Emerging links between endosomal pH and cancer

Abstract

Extracellular acidification is a well-known driver of tumorigenesis that has been extensively studied. In contrast, the role of endosomal pH is novel and relatively unexplored. There is emerging evidence from a growing number of studies showing that the pH of endosomal compartments controls proliferation, migration, stemness, and sensitivity to chemoradiation therapy in a variety of tumors. Endosomes are a crucial hub, mediating cellular communication with the external environment. By finely regulating the sorting and trafficking of vesicular cargo for degradation or recycling, endosomal pH determines the fate of plasma membrane proteins, lipids, and extracellular signals including growth factor receptors and their ligands. Several critical regulators of endosomal pH have been identified, including multiple isoforms of the family of electroneutral Na⁺/H⁺ exchangers (NHE) such as NHE6 and NHE9. Recent studies have shed light on molecular mechanisms linking endosomal pH to cancer malignancy. Manipulating endosomal pH by epigenetic reprogramming, small molecules, or nanoparticles may offer promising new options in cancer therapy. In this review, we summarize evidence linking endosomal pH to cancer, with a focus on the role of endosomal Na⁺/H⁺ exchangers and how they affect the prognosis of cancer patients, and also suggest how regulation of endosomal pH may be exploited to develop new cancer therapies.

Keywords: And protons; Breast cancer; Chemoresistance; Glioblastoma; NHE6; NHE9; RACK1; Sodium-hydrogen exchanger.

Figure 1.. Endosomal pH is determined by a balance of proton pump and leak mechanisms.

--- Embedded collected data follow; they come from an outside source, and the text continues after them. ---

use crate::data::Gender;
use crate::set::PokemonSet;
use crate::stats::{Stat, StatsTable};
use anyhow::{anyhow, bail, Context, Result};

/// Parses a Showdown team export into sets. Entries are separated by lines
/// that are blank once trimmed.
pub fn parse_showdown_team(text: &str) -> Result<Vec<PokemonSet>> {
    let mut team = Vec::new();
    let mut entry = Vec::new();
    for line in text.lines().chain(std::iter::once("")) {
        let trimmed = line.trim();
        if !trimmed.is_empty() {
            entry.push(trimmed);
            continue;
        }
        if entry.is_empty() {
            continue;
        }
        let set = parse_entry(&entry)
            .with_context(|| format!("Failed to parse team entry {}", team.len() + 1))?;
        team.push(set);
        entry.clear();
    }
    Ok(team)
}

fn parse_entry(lines: &[&str]) -> Result<PokemonSet> {
    let (header, rest) = lines
        .split_first()
        .ok_or_else(|| anyhow!("Species line is missing"))?;
    let mut set = parse_header(header)?;

    for &line in rest {
        if let Some(value) = line.strip_prefix("Ability:") {
            set.ability = Some(value.trim().to_string());
            continue;
        }
        if let Some(value) = line.strip_prefix("Level:") {
            set.level = value
                .trim()
                .parse()
                .with_context(|| format!("Invalid level '{}'", value.trim()))?;
            continue;
        }
        if let Some(value) = line.strip_prefix("Shiny:") {
            set.shiny = value.trim().eq_ignore_ascii_case("yes");
            continue;
        }
        if let Some(value) = line.strip_prefix("EVs:") {
            parse_stat_line(value.trim(), &mut set.evs).context("Invalid EVs line")?;
            continue;
        }
        if let Some(value) = line.strip_prefix("IVs:") {
            parse_stat_line(value.trim(), &mut set.ivs).context("Invalid IVs line")?;
            continue;
        }
        if let Some(nature) = line.strip_suffix("Nature") {
            set.nature = Some(nature.trim().to_string());
            continue;
        }
        if let Some(move_name) = line.strip_prefix('-') {
            let move_name = move_name.trim();
            if !move_name.is_empty() {
                set.moves.push(move_name.to_string());
            }
            continue;
        }
        // Unknown lines (Happiness, Tera Type, ...) carry nothing the validator reads.
    }

    Ok(set)
}

/// `Nickname (Species) (F) @ Item`; every part but the species is optional.
fn parse_header(line: &str) -> Result<PokemonSet> {
    let (names, item) = match line.split_once('@') {
        Some((names, item)) => (names.trim(), Some(item.trim())),
        None => (line.trim(), None),
    };

    let mut names = names;
    let mut gender = None;
    if let Some((rest, code)) = names.strip_suffix(')').and_then(|rest| rest.rsplit_once('(')) {
        if let Some(parsed) = Gender::from_code(code) {
            names = rest.trim_end();
            gender = Some(parsed);
        }
    }

    let (nickname, species) = match names.strip_suffix(')').and_then(|rest| rest.rsplit_once('(')) {
        Some((nickname, species)) => (Some(nickname.trim()), species.trim()),
        None => (None, names),
    };
    if species.is_empty() {
        bail!("Failed to read species name from '{line}'");
    }

    let mut set = PokemonSet::new(species);
    set.name = nickname.filter(|name| !name.is_empty()).map(str::to_string);
    set.gender = gender;
    set.item = item.filter(|item| !item.is_empty()).map(str::to_string);
    Ok(set)
}

fn parse_stat_line(line: &str, stats: &mut StatsTable) -> Result<()> {
    for part in line.split('/') {
        let trimmed = part.trim();
        if trimmed.is_empty() {
            continue;
        }
        let (value_str, stat_name) = trimmed
            .split_once(char::is_whitespace)
            .ok_or_else(|| anyhow!("Expected '<value> <stat>', got '{trimmed}'"))?;
        let stat = Stat::from_label(stat_name.trim())
            .ok_or_else(|| anyhow!("Unknown stat '{}'", stat_name.trim()))?;
        let value = value_str
            .parse::<u8>()
            .with_context(|| format!("Invalid value '{value_str}' for {}", stat.short_name()))?;
        stats.set(stat, value);
    }
    Ok(())
}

The concerted action of the V-type H⁺-ATPase and members of the CLC family of H⁺/Cl⁻ exchangers acidifies the lumen of endosomes. Intracellular members of the NHE family of Na⁺/H⁺ exchangers finely tune endosomal pH by leaking protons in exchange for Na⁺ and K⁺.

Figure 2.. Molecular mechanisms proposed for NHE isoforms in cancer.

A. In response to hypoxia, RACK1 mediates the translocation of NHE6 from the endosomes of breast cancer cells to the plasma membrane. This results in acidification of endosomal compartment and sequestration of weakly basic drugs such as doxorubicin. B. Upon treatment of cancer cells with chemotherapy and radiation, RACK1 is released from the C-terminal tail of NHE9 to facilitate downstream activation of Src/Akt/β-Catenin and Bcl-2 pathway, resulting in chemoradiation resistance. C. In glioblastoma, NHE9 is highly expressed, resulting in alkalinization of the endosomal lumen. As a result, oncogenic receptors such as EGFR escape degradation and are recycled back to the plasma membrane to drive tumor growth, migration and chemoresistance. D. NHE5 level is elevated in rat C5 glioblastoma cell line, where it acidifies the endosomal compartment. High levels of NHE5 are proposed to increase EGFR, MET, and integrinβ on the cell surface to drive proliferation and migration of cancer cells.

Figure 3.. Gene alterations in endosomal NHE across cancer subtypes.

Alterations are shown for NHE9 (top) and NHE6 (bottom) and comprise mutation, amplification, and deep deletion. Amplifications may include focal gene amplifications or larger chromosome parts such as whole chromosome gains. Combined RNA-Seq V2 and mutational data from 10,953 patients included in the TCGA PanCancer study across 32 tumor types. Dataset is from cBioPortal.

Figure 4.. Somatic mutations in endosomal NHE found in cancer.

Lollipop representation of the frequency and types of somatic mutations found in NHE9 gene (SLC9A9, top) and NHE6 gene (SLC9A6, bottom). Predicted PTM (post-translational modification) sites are also indicated. The data shows SLC9A9 gene harbors mutations on two phosphorylation sites (S355L and Y631*) and one N-linked glycosylation site (N96Y) in cancer.